Canadian journalist Donna Laframboise. Former National Post & Toronto Star columnist, past vice president of the Canadian Civil Liberties Association.
According to Canada’s most prominent environmentalist, the mining of gold, silver, copper and other minerals poses an unacceptable risk to the planet’s atmosphere.
I quoted Andrea Jennetta, who points out that “pretty much everything we use in modern life – including every form of renewable energy you can think of – requires the extensive mining of raw materials from the earth.”
A correspondent has since drawn my attention to a section of David Suzuki’s 2002 book, titled Good News For a Change. I own a paper copy, but it’s also available in a reasonably-priced Kindle edition and is searchable online (click the Amazon image here).
Chapter 8 is titled Wrestling With Pluto: Cutting Toxins, Cleansing Air. The first three paragraphs are astonishing. The bolding has been inserted by me:
Ever since we discovered the strength of metals like copper and iron in arrowheads and spears, we’ve been interested in the substances that we find below the ground. But all of them, from gold, zinc, copper, nickel and silver, to oil, gas, uranium and coal, are either directly or indirectly poisonous to us and to other life forms. It is an interesting fact that in nearly all known human mythologies, the underworld is a place of death and danger, not just to the body, but to the soul. Pluto, Odin and the dwarves of the underworld, or Mars and Vulcan, gods associated with the metals we bring up from below, all rule over dark realms that mortals enter at their peril. And while venturers to these realms may gain treasure, they are usually cursed by the underworld spirits whose purpose to guard the treasure from such theft.

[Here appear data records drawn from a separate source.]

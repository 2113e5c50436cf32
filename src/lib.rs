// src/lib.rs
// Public library surface for integration tests (and potential reuse).

pub mod catalog;
pub mod config;
pub mod context;
pub mod error;
pub mod matching;
pub mod observe;
pub mod policy;
pub mod scoring;
pub mod session;

// ---- Re-exports for stable public API ----
pub use crate::catalog::{
    Archetype, BundledCatalog, CatalogProvider, Color, DeckProfile, KeyCard, SignatureCard,
    StaticCatalog,
};
pub use crate::config::Tuning;
pub use crate::error::PredictError;
pub use crate::observe::CardEvent;
pub use crate::policy::{Confidence, ScoredCandidate};
pub use crate::session::{Observation, PredictionSession, SessionState, SessionStats};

Pluto’s revenge has never failed to find us, not matter how far away we have carried his treasures. Whether we pump oil from the oceans, extract gold from mountains, or scrape away our very farms and homes to get at nickel or coal, the fossil fuels and heavy metals we bring up from inside the earth poison our crops and our trees, destroy our children’s immune and endocrine systems, give us wasting diseases, and kill our animals and fish – often many years after the money they made us is spent.

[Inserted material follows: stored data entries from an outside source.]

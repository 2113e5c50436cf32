// tests/session_flow.rs
//
// Full session lifecycle against a small multi-deck catalog: ranking,
// auto-confirmation, post-confirmation expectation checks, reset.

use std::sync::Arc;

use deck_oracle::{
    CardEvent, DeckProfile, Observation, PredictionSession, SessionState, StaticCatalog,
};

fn catalog() -> Vec<DeckProfile> {
    serde_json::from_value(serde_json::json!([
        {
            "id": "mono-red",
            "name": "Mono Red Aggro",
            "colors": ["R"],
            "meta_share": 30.0,
            "archetype": "aggro",
            "signature_cards": [
                { "name": "Torbran, Thane of Red Fell", "weight": 100.0 },
                { "name": "Embercleave", "weight": 95.0 }
            ],
            "key_cards": [
                { "name": "Fervent Champion", "weight": 60.0 },
                { "name": "Shock", "weight": 35.0 }
            ],
            "mainboard": ["Mountain", "Castle Embereth"]
        },
        {
            "id": "azorius-control",
            "name": "Azorius Control",
            "colors": ["W", "U"],
            "meta_share": 9.0,
            "archetype": "control",
            "signature_cards": [{ "name": "Teferi, Hero of Dominaria", "weight": 100.0 }],
            "key_cards": [{ "name": "Absorb", "weight": 55.0 }]
        }
    ]))
    .unwrap()
}

fn session() -> PredictionSession {
    PredictionSession::new(Arc::new(StaticCatalog::new(catalog())))
}

#[tokio::test]
async fn red_draws_rank_the_red_deck_first() {
    let mut s = session();
    s.observe_card(CardEvent::named("Mountain").on_turn(1)).await.unwrap();
    let obs = s
        .observe_card(CardEvent::named("Fervent Champion").on_turn(1))
        .await
        .unwrap();
    let predictions = obs.predictions();
    assert!(!predictions.is_empty());
    assert_eq!(predictions[0].deck.id, "mono-red");
}

#[tokio::test]
async fn overwhelming_evidence_auto_confirms() {
    let mut s = session();
    let plays = [
        ("Mountain", 1),
        ("Fervent Champion", 1),
        ("Shock", 2),
        ("Torbran, Thane of Red Fell", 4),
        ("Embercleave", 6),
    ];
    let mut confirmed_at = None;
    for (name, turn) in plays {
        let obs = s.observe_card(CardEvent::named(name).on_turn(turn)).await.unwrap();
        if obs.is_confirmed() && confirmed_at.is_none() {
            confirmed_at = Some(name);
        }
    }
    assert_eq!(s.state(), SessionState::Confirmed);
    let deck = s.confirmed_deck().expect("confirmed");
    assert_eq!(deck.deck.id, "mono-red");
    // The first signature card pushes past every gate before the end.
    assert_eq!(confirmed_at, Some("Torbran, Thane of Red Fell"));
}

#[tokio::test]
async fn confirmed_session_reports_expected_cards() {
    let mut s = session();
    for (name, turn) in [
        ("Mountain", 1),
        ("Fervent Champion", 1),
        ("Shock", 2),
        ("Torbran, Thane of Red Fell", 4),
        ("Embercleave", 6),
    ] {
        s.observe_card(CardEvent::named(name).on_turn(turn)).await.unwrap();
    }
    assert_eq!(s.state(), SessionState::Confirmed);

    // Mainboard card: expected.
    let obs = s
        .observe_card(CardEvent::named("Castle Embereth").on_turn(7))
        .await
        .unwrap();
    assert!(matches!(obs, Observation::Confirmed { expected: true, .. }));

    // A blue planeswalker is not part of Mono Red.
    let obs = s
        .observe_card(CardEvent::named("Teferi, Hero of Dominaria").on_turn(8))
        .await
        .unwrap();
    assert!(matches!(obs, Observation::Confirmed { expected: false, .. }));
    // And the session never reverts on its own.
    assert_eq!(s.state(), SessionState::Confirmed);
}

#[tokio::test]
async fn reset_starts_the_next_game_clean() {
    let mut s = session();
    for (name, turn) in [("Mountain", 1), ("Shock", 2), ("Torbran, Thane of Red Fell", 4)] {
        s.observe_card(CardEvent::named(name).on_turn(turn)).await.unwrap();
    }
    let before = s.stats();
    assert_eq!(before.game_number, 1);
    assert!(before.cards_seen > 0);

    s.reset();
    let after = s.stats();
    assert_eq!(after.game_number, 2);
    assert_eq!(after.cards_seen, 0);
    assert_eq!(after.candidate_count, 0);
    assert_eq!(after.state, SessionState::Empty);
    assert!(after.colors_detected.is_empty());

    // The new game starts from the evidence floor again.
    let obs = s.observe_card(CardEvent::named("Island").on_turn(1)).await.unwrap();
    assert!(obs.predictions().is_empty());
}

#[tokio::test]
async fn stats_snapshot_tracks_the_session() {
    let mut s = session();
    s.observe_card(CardEvent::named("Mountain").on_turn(1)).await.unwrap();
    s.observe_card(CardEvent::named("Shock").on_turn(2)).await.unwrap();
    let stats = s.stats();
    assert_eq!(stats.cards_seen, 2);
    assert_eq!(stats.turn, 2);
    assert_eq!(stats.colors_detected, vec![deck_oracle::Color::R]);
    assert!(stats.candidate_count > 0);
    assert!(stats.confirmed_deck.is_none());

    let confirmed = s.confirm_manually("mono-red").unwrap();
    assert_eq!(s.stats().confirmed_deck.as_deref(), Some("Mono Red Aggro"));
    assert_eq!(confirmed.deck.id, "mono-red");
}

The similarity in myths associated with the underworld across so many cultures implies that somehow we’ve always known it was dangerous and unnatural to go underground and steal from Pluto. But now we know exactly why that’s true, and having the coal mine cave in on us or the gas vein explode is the very least of our problems. We are gradually learning that the minerals, oils, and gases that were sequestered beneath the surface of the earth by biology, geology and time actually have a reason for staying where they are. If they don’t, they risk changing the make-up of everything on the planet’s surface, including the atmosphere that protects the whole thing. [photo here]
The chapter ends this way:
We have to call it quits, and leave Pluto and his hoard of underworld treasure alone.

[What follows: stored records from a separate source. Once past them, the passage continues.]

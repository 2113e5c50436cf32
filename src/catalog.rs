//! catalog.rs — Deck catalog boundary: profile types and the provider trait.
//!
//! Profiles are supplied by an external meta-data source and are read-only
//! to the engine. Missing fields are tolerated everywhere: a profile with no
//! key cards or no curve simply scores zero for those contributions.

use std::collections::{BTreeMap, BTreeSet};
use std::fmt;

use async_trait::async_trait;
use once_cell::sync::Lazy;
use serde::{Deserialize, Serialize};

/// The five color symbols. Serialized as single letters ("W", "U", ...).
#[derive(Debug, Clone, Copy, PartialEq, Eq, PartialOrd, Ord, Hash, Serialize, Deserialize)]
pub enum Color {
    W,
    U,
    B,
    R,
    G,
}

impl fmt::Display for Color {
    fn fmt(&self, f: &mut fmt::Formatter<'_>) -> fmt::Result {
        let s = match self {
            Color::W => "W",
            Color::U => "U",
            Color::B => "B",
            Color::R => "R",
            Color::G => "G",
        };
        f.write_str(s)
    }
}

/// Strategic category of a deck; drives the pattern multiplier in scoring.
#[derive(Debug, Clone, Copy, PartialEq, Eq, Serialize, Deserialize)]
#[serde(rename_all = "snake_case")]
pub enum Archetype {
    Aggro,
    Control,
    Midrange,
    Ramp,
    Combo,
    Tempo,
}

/// A card whose presence is near-conclusive evidence for one deck.
#[derive(Debug, Clone, PartialEq, Serialize, Deserialize)]
pub struct SignatureCard {
    pub name: String,
    /// Typically around 100.
    pub weight: f32,
}

/// A supporting card that contributes partial identifying evidence.
#[derive(Debug, Clone, PartialEq, Serialize, Deserialize)]
pub struct KeyCard {
    pub name: String,
    /// 0–95; defaults to 50 when the source omits it.
    #[serde(default, skip_serializing_if = "Option::is_none")]
    pub weight: Option<f32>,
    /// Free-form role tag ("removal", "finisher", ...). Informational.
    #[serde(default, skip_serializing_if = "Option::is_none")]
    pub role: Option<String>,
}

/// One known competitive deck as supplied by the meta-data provider.
#[derive(Debug, Clone, PartialEq, Serialize, Deserialize)]
pub struct DeckProfile {
    pub id: String,
    pub name: String,
    #[serde(default)]
    pub colors: BTreeSet<Color>,
    /// Popularity weight, percent of the competitive field (0–100).
    #[serde(default)]
    pub meta_share: f32,
    #[serde(default, skip_serializing_if = "Option::is_none")]
    pub archetype: Option<Archetype>,
    #[serde(default)]
    pub signature_cards: Vec<SignatureCard>,
    #[serde(default)]
    pub key_cards: Vec<KeyCard>,
    /// Turn number → card-name substrings typically played on that turn.
    #[serde(default)]
    pub expected_curve: BTreeMap<u32, Vec<String>>,
    /// Full decklist names, when the provider has them. Only used for the
    /// post-confirmation "was this card expected?" check.
    #[serde(default)]
    pub mainboard: Vec<String>,
}

impl DeckProfile {
    /// Quick structural sanity check; returns a diagnostic reason on failure.
    /// Scoring skips (never aborts on) profiles that fail this.
    pub fn validate(&self) -> Result<(), String> {
        if !self.meta_share.is_finite() || self.meta_share < 0.0 {
            return Err(format!("deck '{}': meta_share out of range", self.id));
        }
        if self.signature_cards.iter().any(|c| !c.weight.is_finite() || c.weight < 0.0) {
            return Err(format!("deck '{}': negative signature weight", self.id));
        }
        if self
            .key_cards
            .iter()
            .any(|c| c.weight.is_some_and(|w| !w.is_finite() || w < 0.0))
        {
            return Err(format!("deck '{}': negative key-card weight", self.id));
        }
        Ok(())
    }
}

/// Read interface required of the meta-data collaborator. May be slow, may
/// be stale, may fail — the engine degrades to empty predictions on failure.
#[async_trait]
pub trait CatalogProvider: Send + Sync {
    async fn deck_catalog(&self) -> anyhow::Result<Vec<DeckProfile>>;
}

/// In-memory provider; the workhorse for tests and embedders that fetch
/// profiles themselves.
#[derive(Debug, Clone, Default)]
pub struct StaticCatalog {
    decks: Vec<DeckProfile>,
}

impl StaticCatalog {
    pub fn new(decks: Vec<DeckProfile>) -> Self {
        Self { decks }
    }
}

#[async_trait]
impl CatalogProvider for StaticCatalog {
    async fn deck_catalog(&self) -> anyhow::Result<Vec<DeckProfile>> {
        Ok(self.decks.clone())
    }
}

static BUNDLED: Lazy<Vec<DeckProfile>> = Lazy::new(|| {
    let raw = include_str!("../decks.json");
    serde_json::from_str::<Vec<DeckProfile>>(raw).expect("valid bundled deck catalog")
});

/// Provider over the starter catalog compiled into the binary. Handy for the
/// demo and for running without a live meta-data source.
#[derive(Debug, Clone, Copy, Default)]
pub struct BundledCatalog;

#[async_trait]
impl CatalogProvider for BundledCatalog {
    async fn deck_catalog(&self) -> anyhow::Result<Vec<DeckProfile>> {
        Ok(BUNDLED.clone())
    }
}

A world without steel doesn’t only preclude wind farms, it precludes bridges – since steel girders are what make them safe. A world without metals is one in which hammers, nails, screws, drills, saws, shovels, rakes, and hoes don’t exist. Not to mention computers, phones, cameras, televisions, factories, airplanes, coins, and gold jewellery.
If using material dug from the earth is off limits, there goes bricks, cement, and shingles. We’re back to building our homes out of uncut wood, twigs, and mud.
The gospel according to Suzuki is that anything that comes out of the ground is poison. Digging up minerals is “unnatural.” Mining anything risks “changing the make-up of everything on the planet’s surface, including the atmosphere.”
Am I the only one who thinks that the people who gave this book glowing reviews didn’t actually read it?
Suzuki devotes a few pages to discussing greenhouse gases, the “burning of carbon-based fuels,” and the fact that we humans “enthusiastically made this atmosphere-destroying process the basis for modern industrial society.”
Then he bizarrely spends the rest of the chapter extolling the virtues of bicycles, public transit, and solar panels – none of which would exist without mining and minerals. ‘Incoherent’ doesn’t begin to describe his analysis.
It should, however, now be clear where all of this is headed. It’s there on the page – in stark black and white.
The David Suzukis of the world want to dismantle every oil pipeline and shutter every coal pit. Fossil fuels are, after all, the Great Satan.
But it wouldn’t stop there. Next on their agenda would be mining in general.
These people are prepared to play the “we can’t risk disrupting the environment” card again and again.
Until we’re all shivering in the dark in caves. Until even arrowheads and rudimentary spears have been banned.